**TASK BRIEF:**
Using the records below, find every line that includes "Receiver" and copy it.

Collected data
//! Client session management
//!
//! `Session` is the shared handle for one connection. The registry and the
//! session's own task both hold it; the transport itself stays with the task,
//! which releases it when the close signal fires or the peer goes away.

use std::net::{IpAddr, SocketAddr};
use std::sync::atomic::{AtomicBool, AtomicU64, Ordering};
use std::sync::{Arc, Mutex, MutexGuard};
use std::time::Duration;

use log::debug;
use tokio::sync::watch;
use tokio::time::Instant;

use crate::client::state::{Client, SessionState};
use crate::vhost::VirtualHost;

/// Process-unique session identifier
pub type SessionId = u64;

static NEXT_SESSION_ID: AtomicU64 = AtomicU64::new(1);

/// Why the sweep removed a session
#[derive(Debug, Clone, Copy, PartialEq, Eq)]
pub enum ExpiryReason {
    Inactive,
    SessionTimeout,
    IdleTimeout,
}

/// Read-only copy of a session's bookkeeping.
#[derive(Debug, Clone, PartialEq, Eq)]
pub struct SessionInfo {
    pub id: SessionId,
    pub client_addr: SocketAddr,
    pub username: Option<String>,
    pub state: SessionState,
    pub virtual_host: String,
    pub started_at: Instant,
    pub last_activity: Instant,
    pub bytes_sent: u64,
    pub bytes_received: u64,
    pub commands_executed: u64,
}

pub struct Session {
    id: SessionId,
    client_addr: SocketAddr,
    virtual_host: Arc<VirtualHost>,
    active: AtomicBool,
    close_tx: watch::Sender<bool>,
    client: Mutex<Client>,
}

impl Session {
    pub fn new(client_addr: SocketAddr, virtual_host: Arc<VirtualHost>) -> Self {
        let (close_tx, _) = watch::channel(false);
        Self {
            id: NEXT_SESSION_ID.fetch_add(1, Ordering::Relaxed),
            client_addr,
            virtual_host,
            active: AtomicBool::new(true),
            close_tx,
            client: Mutex::new(Client::new(client_addr)),
        }
    }

    pub fn id(&self) -> SessionId {
        self.id
    }

    pub fn client_addr(&self) -> SocketAddr {
        self.client_addr
    }

    pub fn ip(&self) -> IpAddr {
        self.client_addr.ip()
    }

    pub fn virtual_host(&self) -> &VirtualHost {
        &self.virtual_host
    }

    /// Locks the protocol state. Never hold the guard across an `.await`.
    pub fn client(&self) -> MutexGuard<'_, Client> {
        self.client.lock().unwrap_or_else(|poisoned| poisoned.into_inner())
    }

    pub fn is_active(&self) -> bool {
        self.active.load(Ordering::Acquire)
    }

    pub fn state(&self) -> SessionState {
        self.client().state()
    }

    pub fn username(&self) -> Option<String> {
        self.client().username().map(str::to_string)
    }

    /// Clears the lifecycle flag and signals the session task to release
    /// the transport. Returns `false` if the session was already closed.
    pub fn disconnect(&self) -> bool {
        if !self.active.swap(false, Ordering::AcqRel) {
            return false;
        }
        self.client().close();
        self.close_tx.send_replace(true);
        debug!("Session {} ({}) disconnected", self.id, self.client_addr);
        true
    }

    /// Receiver that flips to `true` once `disconnect` has been called.
    pub fn close_signal(&self) -> watch::Receiver<bool> {
        self.close_tx.subscribe()
    }

    /// Checks the lifecycle flag and both timeouts; `None` means keep.
    pub fn expiry(
        &self,
        now: Instant,
        session_timeout: Option<Duration>,
        idle_timeout: Option<Duration>,
    ) -> Option<ExpiryReason> {
        if !self.is_active() {
            return Some(ExpiryReason::Inactive);
        }

        let client = self.client();
        if client.is_closed() {
            return Some(ExpiryReason::Inactive);
        }
        if session_timeout.is_some_and(|limit| now.duration_since(client.started_at()) > limit) {
            return Some(ExpiryReason::SessionTimeout);
        }
        if idle_timeout.is_some_and(|limit| now.duration_since(client.last_activity()) > limit) {
            return Some(ExpiryReason::IdleTimeout);
        }
        None
    }

    pub fn info(&self) -> SessionInfo {
        let client = self.client();
        SessionInfo {
            id: self.id,
            client_addr: self.client_addr,
            username: client.username().map(str::to_string),
            state: client.state(),
            virtual_host: self.virtual_host.hostname.clone(),
            started_at: client.started_at(),
            last_activity: client.last_activity(),
            bytes_sent: client.bytes_sent(),
            bytes_received: client.bytes_received(),
            commands_executed: client.commands_executed(),
        }
    }
}

#[cfg(test)]
mod tests {
    use super::*;
    use crate::client::test_support::test_host;

    #[test]
    fn test_ids_are_unique() {
        let addr = "127.0.0.1:1".parse().unwrap();
        let a = Session::new(addr, test_host());
        let b = Session::new(addr, test_host());
        assert_ne!(a.id(), b.id());
    }

    #[test]
    fn test_disconnect_is_idempotent() {
        let session = Session::new("127.0.0.1:1".parse().unwrap(), test_host());
        let signal = session.close_signal();
        assert!(!*signal.borrow());

        assert!(session.disconnect());
        assert!(!session.disconnect());
        assert!(!session.is_active());
        assert_eq!(session.state(), SessionState::Closed);
        assert!(*signal.borrow());
    }

    #[tokio::test(start_paused = true)]
    async fn test_expiry_reasons() {
        let session = Session::new("127.0.0.1:1".parse().unwrap(), test_host());
        let hour = Some(Duration::from_secs(3600));
        let minute = Some(Duration::from_secs(60));

        assert_eq!(session.expiry(Instant::now(), hour, minute), None);

        tokio::time::advance(Duration::from_secs(61)).await;
        assert_eq!(
            session.expiry(Instant::now(), hour, minute),
            Some(ExpiryReason::IdleTimeout)
        );
        assert_eq!(session.expiry(Instant::now(), hour, None), None);

        session.client().record_command(Instant::now());
        assert_eq!(session.expiry(Instant::now(), hour, minute), None);

        tokio::time::advance(Duration::from_secs(3600)).await;
        assert_eq!(
            session.expiry(Instant::now(), hour, None),
            Some(ExpiryReason::SessionTimeout)
        );

        session.disconnect();
        assert_eq!(
            session.expiry(Instant::now(), None, None),
            Some(ExpiryReason::Inactive)
        );
    }
}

**RESPONSE TO THE EXERCISE:**
    /// Receiver that flips to `true` once `disconnect` has been called.
    pub fn close_signal(&self) -> watch::Receiver<bool> {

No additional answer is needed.